** Opening Extracted material block **
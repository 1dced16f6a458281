mod events;
mod health;
mod worker;

use axum::{
    Router,
    extract::DefaultBodyLimit,
    middleware,
    routing::{get, post},
};

use super::{
    GatewayState,
    middleware::{log_responses, set_request_context},
};

pub fn build_admin_router(state: GatewayState) -> Router {
    let body_limit = state.max_body_bytes;

    Router::new()
        .route("/health", get(health::admin_health))
        .route(
            "/worker",
            get(worker::worker_status).delete(worker::unregister_worker),
        )
        .route("/partitions", get(worker::list_partitions))
        .route("/update", post(worker::update_worker))
        .route("/push", post(events::push))
        .route("/sync", post(events::sync))
        .route("/notifications", get(events::list_notifications))
        .route(
            "/notifications/{id}/click",
            post(events::click_notification),
        )
        .route(
            "/offline-actions",
            get(events::list_offline_actions).post(events::enqueue_offline_action),
        )
        .layer(DefaultBodyLimit::max(body_limit))
        .with_state(state)
        .layer(middleware::from_fn(log_responses))
        .layer(middleware::from_fn(set_request_context))
}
** Closing Extracted material block **
Copy all lines of the preceding data that hold the word "layer".

        .layer(DefaultBodyLimit::max(body_limit))
        .layer(middleware::from_fn(log_responses))
        .layer(middleware::from_fn(set_request_context))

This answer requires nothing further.